• _Task brief_
From the entries below, return only the lines starting at the one that contains "pub fn from_command_line(command_line: &str)" and ending at the one that contains "let mut child", exactly as they stand.
————————
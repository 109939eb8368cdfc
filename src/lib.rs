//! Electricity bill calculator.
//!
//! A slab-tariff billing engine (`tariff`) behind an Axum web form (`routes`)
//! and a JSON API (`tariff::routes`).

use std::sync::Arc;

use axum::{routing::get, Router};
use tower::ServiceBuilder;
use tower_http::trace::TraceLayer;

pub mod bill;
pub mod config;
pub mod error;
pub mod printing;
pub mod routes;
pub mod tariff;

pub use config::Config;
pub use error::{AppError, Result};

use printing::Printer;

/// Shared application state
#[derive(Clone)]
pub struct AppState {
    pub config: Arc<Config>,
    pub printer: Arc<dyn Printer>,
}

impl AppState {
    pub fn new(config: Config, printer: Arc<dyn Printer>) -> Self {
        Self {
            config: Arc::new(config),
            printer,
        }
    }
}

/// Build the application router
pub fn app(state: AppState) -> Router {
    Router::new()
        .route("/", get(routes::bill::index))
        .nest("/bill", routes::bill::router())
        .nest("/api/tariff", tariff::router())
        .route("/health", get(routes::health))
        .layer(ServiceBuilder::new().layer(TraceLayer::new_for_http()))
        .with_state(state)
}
————————
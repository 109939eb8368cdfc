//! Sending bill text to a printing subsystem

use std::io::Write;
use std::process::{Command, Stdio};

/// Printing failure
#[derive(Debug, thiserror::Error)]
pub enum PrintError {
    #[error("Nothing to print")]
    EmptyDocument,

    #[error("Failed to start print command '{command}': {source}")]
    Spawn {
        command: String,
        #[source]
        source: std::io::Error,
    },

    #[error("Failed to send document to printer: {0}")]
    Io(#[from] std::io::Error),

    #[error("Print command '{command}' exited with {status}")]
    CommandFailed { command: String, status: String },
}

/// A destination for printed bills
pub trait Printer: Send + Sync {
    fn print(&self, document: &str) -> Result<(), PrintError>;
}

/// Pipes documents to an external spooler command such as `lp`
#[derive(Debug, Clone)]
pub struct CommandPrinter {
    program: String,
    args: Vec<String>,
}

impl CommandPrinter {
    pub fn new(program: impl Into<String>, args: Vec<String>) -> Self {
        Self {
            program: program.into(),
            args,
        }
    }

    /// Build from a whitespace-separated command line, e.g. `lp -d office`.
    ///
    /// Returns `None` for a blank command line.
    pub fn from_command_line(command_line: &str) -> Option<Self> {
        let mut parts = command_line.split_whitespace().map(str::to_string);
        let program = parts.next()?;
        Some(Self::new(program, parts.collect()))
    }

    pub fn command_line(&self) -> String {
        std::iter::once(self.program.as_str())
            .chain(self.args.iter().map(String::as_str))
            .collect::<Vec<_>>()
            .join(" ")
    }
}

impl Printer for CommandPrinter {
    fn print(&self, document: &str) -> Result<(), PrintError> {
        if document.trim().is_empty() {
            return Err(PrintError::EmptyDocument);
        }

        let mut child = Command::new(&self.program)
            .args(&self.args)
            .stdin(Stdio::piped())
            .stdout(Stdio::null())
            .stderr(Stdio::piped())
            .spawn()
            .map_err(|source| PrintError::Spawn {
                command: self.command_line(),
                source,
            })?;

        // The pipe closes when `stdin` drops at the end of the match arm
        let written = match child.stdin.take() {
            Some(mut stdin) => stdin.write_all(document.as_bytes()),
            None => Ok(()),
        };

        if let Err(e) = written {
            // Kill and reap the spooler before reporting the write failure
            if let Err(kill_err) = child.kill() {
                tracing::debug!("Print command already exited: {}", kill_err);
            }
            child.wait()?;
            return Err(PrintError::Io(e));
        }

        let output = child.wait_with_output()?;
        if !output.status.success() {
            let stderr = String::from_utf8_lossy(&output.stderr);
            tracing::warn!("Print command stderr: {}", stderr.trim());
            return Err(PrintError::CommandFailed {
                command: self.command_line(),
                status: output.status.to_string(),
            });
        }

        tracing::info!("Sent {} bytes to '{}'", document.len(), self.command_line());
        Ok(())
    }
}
————————
• _Exercise output_
    pub fn from_command_line(command_line: &str) -> Option<Self> {
        let mut parts = command_line.split_whitespace().map(str::to_string);
        let program = parts.next()?;
        Some(Self::new(program, parts.collect()))
    }

    pub fn command_line(&self) -> String {
        std::iter::once(self.program.as_str())
            .chain(self.args.iter().map(String::as_str))
            .collect::<Vec<_>>()
            .join(" ")
    }
}

impl Printer for CommandPrinter {
    fn print(&self, document: &str) -> Result<(), PrintError> {
        if document.trim().is_empty() {
            return Err(PrintError::EmptyDocument);
        }

        let mut child = Command::new(&self.program)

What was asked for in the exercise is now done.